(Collected data)
= Beginning of Section =

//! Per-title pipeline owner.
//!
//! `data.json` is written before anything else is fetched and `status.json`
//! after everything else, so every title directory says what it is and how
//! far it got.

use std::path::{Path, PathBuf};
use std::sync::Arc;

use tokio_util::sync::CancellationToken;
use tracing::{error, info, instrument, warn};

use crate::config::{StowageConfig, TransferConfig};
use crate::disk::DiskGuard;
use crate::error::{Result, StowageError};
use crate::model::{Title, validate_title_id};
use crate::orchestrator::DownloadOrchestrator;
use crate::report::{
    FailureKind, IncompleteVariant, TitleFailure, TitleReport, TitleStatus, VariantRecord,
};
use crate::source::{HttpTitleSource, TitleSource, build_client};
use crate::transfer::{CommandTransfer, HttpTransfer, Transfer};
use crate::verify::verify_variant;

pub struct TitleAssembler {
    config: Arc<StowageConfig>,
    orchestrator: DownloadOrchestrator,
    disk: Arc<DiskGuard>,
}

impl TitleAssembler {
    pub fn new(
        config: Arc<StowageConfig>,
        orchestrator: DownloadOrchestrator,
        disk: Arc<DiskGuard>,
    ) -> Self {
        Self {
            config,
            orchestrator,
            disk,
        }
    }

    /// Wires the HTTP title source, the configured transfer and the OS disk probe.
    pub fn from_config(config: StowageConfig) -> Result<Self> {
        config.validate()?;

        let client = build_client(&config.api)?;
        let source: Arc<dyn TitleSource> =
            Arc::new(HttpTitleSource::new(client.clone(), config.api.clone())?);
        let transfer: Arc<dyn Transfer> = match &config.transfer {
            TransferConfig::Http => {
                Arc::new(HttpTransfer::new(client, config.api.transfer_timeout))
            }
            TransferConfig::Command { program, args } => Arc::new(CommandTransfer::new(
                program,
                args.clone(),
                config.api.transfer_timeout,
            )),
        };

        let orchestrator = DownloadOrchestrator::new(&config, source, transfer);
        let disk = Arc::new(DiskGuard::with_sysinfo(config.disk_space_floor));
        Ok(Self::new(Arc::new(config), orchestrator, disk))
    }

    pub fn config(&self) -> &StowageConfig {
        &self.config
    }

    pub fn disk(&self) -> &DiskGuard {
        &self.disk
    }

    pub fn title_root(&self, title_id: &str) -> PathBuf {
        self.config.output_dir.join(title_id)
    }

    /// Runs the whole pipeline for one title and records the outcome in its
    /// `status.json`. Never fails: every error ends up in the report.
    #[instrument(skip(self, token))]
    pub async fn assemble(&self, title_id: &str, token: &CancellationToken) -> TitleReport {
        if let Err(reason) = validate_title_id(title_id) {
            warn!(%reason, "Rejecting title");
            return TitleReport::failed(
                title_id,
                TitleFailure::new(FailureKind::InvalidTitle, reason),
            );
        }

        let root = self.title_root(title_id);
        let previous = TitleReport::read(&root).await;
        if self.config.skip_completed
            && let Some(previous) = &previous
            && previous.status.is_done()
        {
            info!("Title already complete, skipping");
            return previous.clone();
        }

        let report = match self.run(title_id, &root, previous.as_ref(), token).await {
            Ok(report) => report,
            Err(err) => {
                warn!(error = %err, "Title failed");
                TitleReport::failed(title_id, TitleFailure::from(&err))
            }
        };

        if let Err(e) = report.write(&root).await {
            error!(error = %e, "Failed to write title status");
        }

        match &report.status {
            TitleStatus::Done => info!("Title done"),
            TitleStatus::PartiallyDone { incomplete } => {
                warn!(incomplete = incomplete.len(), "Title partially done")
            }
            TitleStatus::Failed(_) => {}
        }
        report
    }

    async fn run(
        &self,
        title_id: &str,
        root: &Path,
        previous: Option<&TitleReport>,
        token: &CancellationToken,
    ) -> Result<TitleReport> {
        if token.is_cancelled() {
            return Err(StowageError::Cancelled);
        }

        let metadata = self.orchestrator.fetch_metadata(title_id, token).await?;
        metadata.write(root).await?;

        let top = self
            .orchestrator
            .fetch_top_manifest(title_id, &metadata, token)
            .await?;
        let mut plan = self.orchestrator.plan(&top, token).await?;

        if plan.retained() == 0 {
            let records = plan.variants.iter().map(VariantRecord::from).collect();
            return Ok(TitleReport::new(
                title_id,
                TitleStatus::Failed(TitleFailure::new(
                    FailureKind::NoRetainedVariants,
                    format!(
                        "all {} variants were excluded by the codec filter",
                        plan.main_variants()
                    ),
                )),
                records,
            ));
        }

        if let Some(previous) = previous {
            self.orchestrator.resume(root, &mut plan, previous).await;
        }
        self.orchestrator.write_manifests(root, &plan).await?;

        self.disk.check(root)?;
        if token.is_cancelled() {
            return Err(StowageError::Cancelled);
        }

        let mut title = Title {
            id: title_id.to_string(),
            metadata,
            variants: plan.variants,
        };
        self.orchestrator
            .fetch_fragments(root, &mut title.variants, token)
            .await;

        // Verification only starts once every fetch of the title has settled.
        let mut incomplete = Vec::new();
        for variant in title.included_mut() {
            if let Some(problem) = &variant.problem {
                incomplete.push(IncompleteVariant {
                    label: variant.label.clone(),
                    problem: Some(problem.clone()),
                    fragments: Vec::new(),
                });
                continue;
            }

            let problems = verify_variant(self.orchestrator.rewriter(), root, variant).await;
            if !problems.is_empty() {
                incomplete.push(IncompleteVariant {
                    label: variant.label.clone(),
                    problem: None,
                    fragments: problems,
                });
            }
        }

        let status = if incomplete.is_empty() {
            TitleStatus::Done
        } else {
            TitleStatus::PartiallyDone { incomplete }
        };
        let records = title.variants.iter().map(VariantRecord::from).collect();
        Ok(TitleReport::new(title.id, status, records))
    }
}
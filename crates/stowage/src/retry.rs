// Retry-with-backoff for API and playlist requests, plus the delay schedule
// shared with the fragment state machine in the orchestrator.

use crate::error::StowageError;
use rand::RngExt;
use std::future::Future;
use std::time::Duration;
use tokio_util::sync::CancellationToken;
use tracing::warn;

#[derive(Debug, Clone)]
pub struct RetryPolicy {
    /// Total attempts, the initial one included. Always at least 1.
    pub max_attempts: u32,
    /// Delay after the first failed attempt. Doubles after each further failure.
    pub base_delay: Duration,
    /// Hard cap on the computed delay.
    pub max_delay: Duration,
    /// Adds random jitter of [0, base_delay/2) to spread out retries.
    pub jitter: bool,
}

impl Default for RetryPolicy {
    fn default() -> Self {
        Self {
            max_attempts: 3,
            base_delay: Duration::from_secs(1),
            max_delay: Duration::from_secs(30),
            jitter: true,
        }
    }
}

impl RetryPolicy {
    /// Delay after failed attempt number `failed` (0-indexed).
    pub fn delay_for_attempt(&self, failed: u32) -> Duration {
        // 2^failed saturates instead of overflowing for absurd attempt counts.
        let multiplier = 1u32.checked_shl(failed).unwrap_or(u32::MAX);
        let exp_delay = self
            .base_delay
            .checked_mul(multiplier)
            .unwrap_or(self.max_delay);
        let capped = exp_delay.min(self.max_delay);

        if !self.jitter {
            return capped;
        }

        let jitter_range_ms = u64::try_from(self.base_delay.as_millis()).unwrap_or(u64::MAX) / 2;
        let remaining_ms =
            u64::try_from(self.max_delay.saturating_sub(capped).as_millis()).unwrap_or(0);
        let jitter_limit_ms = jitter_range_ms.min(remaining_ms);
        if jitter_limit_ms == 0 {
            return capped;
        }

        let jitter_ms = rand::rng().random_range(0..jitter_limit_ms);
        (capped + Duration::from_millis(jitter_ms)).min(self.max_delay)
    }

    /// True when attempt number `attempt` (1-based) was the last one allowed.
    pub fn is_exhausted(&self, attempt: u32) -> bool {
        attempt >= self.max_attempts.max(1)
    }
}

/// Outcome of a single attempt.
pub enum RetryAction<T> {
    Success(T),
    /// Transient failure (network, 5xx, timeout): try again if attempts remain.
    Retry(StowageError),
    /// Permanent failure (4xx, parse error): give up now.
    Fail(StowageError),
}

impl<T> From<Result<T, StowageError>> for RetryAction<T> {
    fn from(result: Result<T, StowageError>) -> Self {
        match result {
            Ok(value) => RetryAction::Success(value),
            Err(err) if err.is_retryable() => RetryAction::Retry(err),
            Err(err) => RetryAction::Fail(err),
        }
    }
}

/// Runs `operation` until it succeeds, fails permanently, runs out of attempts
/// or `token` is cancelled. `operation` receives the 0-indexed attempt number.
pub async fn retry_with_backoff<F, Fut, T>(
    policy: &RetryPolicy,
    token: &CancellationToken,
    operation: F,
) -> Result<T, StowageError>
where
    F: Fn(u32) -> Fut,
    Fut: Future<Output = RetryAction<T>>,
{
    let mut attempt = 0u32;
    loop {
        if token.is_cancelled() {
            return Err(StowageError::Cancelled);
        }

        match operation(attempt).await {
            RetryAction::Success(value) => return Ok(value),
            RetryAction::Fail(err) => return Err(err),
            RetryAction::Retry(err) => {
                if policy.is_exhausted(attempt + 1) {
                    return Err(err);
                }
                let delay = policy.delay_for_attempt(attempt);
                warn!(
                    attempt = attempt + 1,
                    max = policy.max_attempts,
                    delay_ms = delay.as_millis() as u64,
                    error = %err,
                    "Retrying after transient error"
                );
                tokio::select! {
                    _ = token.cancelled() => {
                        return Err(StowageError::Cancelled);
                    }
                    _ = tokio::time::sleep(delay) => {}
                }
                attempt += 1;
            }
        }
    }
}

= End of Section =
= Beginning of Section =

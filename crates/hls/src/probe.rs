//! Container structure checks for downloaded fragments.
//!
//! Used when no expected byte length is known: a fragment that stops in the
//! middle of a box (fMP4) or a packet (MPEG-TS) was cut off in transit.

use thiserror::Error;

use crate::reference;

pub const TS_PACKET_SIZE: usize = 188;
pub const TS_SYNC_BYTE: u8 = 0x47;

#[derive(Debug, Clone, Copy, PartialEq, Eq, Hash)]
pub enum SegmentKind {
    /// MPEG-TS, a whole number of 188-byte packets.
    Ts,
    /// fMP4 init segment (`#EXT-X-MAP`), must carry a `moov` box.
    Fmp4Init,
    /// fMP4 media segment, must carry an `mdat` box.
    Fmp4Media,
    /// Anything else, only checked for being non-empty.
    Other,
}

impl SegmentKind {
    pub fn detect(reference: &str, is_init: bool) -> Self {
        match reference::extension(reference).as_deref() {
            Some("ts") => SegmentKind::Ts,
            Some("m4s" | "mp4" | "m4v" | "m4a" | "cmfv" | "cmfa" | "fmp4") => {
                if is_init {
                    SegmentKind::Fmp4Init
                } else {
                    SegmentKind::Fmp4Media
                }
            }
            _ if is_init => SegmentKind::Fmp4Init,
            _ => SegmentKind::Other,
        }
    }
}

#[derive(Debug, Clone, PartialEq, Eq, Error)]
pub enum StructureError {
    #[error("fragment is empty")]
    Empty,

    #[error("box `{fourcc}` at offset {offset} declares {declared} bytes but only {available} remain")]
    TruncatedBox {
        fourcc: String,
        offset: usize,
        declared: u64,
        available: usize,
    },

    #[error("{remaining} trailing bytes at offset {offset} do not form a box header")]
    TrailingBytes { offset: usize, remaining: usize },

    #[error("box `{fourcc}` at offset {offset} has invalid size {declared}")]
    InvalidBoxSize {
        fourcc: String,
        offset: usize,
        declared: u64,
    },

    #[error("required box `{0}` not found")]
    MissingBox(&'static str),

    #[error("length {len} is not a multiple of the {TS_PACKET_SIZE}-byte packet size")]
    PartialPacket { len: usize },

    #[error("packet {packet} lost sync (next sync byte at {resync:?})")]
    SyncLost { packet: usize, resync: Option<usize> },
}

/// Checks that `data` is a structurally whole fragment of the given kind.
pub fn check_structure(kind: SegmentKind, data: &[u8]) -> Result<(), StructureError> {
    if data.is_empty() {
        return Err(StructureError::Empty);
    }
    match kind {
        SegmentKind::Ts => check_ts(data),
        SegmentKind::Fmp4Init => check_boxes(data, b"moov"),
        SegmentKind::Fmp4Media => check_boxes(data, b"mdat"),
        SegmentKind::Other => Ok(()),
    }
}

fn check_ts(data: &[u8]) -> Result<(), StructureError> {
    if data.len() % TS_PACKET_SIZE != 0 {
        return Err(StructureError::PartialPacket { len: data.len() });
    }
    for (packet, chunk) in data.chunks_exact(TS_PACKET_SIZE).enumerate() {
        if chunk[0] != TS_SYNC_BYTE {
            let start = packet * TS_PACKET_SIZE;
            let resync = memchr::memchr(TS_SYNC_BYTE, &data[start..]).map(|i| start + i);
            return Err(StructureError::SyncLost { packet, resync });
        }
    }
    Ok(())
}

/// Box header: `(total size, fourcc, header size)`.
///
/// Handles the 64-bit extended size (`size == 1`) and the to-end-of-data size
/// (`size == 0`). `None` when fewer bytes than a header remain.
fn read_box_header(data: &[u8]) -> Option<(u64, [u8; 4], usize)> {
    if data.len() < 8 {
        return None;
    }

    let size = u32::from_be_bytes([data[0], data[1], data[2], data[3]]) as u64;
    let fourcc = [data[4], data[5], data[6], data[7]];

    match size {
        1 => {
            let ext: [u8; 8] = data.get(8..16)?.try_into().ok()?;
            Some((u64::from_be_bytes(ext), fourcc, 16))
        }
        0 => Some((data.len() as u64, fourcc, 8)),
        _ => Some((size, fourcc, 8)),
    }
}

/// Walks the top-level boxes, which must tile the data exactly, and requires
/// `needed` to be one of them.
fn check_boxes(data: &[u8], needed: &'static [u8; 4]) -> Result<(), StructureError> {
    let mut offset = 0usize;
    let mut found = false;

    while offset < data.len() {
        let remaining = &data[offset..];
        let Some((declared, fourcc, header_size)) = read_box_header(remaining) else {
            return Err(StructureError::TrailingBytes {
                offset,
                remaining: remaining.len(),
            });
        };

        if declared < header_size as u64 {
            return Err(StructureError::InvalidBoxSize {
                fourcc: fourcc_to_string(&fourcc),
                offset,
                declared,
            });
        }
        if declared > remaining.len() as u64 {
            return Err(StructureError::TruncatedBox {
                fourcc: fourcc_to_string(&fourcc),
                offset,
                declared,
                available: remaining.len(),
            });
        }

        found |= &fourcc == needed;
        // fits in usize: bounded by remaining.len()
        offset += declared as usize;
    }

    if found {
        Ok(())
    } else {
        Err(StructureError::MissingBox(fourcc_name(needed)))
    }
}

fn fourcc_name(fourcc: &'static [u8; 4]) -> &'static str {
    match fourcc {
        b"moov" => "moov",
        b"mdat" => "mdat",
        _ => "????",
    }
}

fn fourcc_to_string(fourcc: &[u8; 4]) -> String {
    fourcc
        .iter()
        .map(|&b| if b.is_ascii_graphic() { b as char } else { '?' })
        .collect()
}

= End of Section =

** Exercise brief **
Given the records above, return exactly the lines starting at the line containing "Per-title pipeline owner." and ending at the line containing "let source: Arc<dyn", including both.

** Answer space **
//! Per-title pipeline owner.
//!
//! `data.json` is written before anything else is fetched and `status.json`
//! after everything else, so every title directory says what it is and how
//! far it got.

use std::path::{Path, PathBuf};
use std::sync::Arc;

use tokio_util::sync::CancellationToken;
use tracing::{error, info, instrument, warn};

use crate::config::{StowageConfig, TransferConfig};
use crate::disk::DiskGuard;
use crate::error::{Result, StowageError};
use crate::model::{Title, validate_title_id};
use crate::orchestrator::DownloadOrchestrator;
use crate::report::{
    FailureKind, IncompleteVariant, TitleFailure, TitleReport, TitleStatus, VariantRecord,
};
use crate::source::{HttpTitleSource, TitleSource, build_client};
use crate::transfer::{CommandTransfer, HttpTransfer, Transfer};
use crate::verify::verify_variant;

pub struct TitleAssembler {
    config: Arc<StowageConfig>,
    orchestrator: DownloadOrchestrator,
    disk: Arc<DiskGuard>,
}

impl TitleAssembler {
    pub fn new(
        config: Arc<StowageConfig>,
        orchestrator: DownloadOrchestrator,
        disk: Arc<DiskGuard>,
    ) -> Self {
        Self {
            config,
            orchestrator,
            disk,
        }
    }

    /// Wires the HTTP title source, the configured transfer and the OS disk probe.
    pub fn from_config(config: StowageConfig) -> Result<Self> {
        config.validate()?;

        let client = build_client(&config.api)?;
        let source: Arc<dyn TitleSource> =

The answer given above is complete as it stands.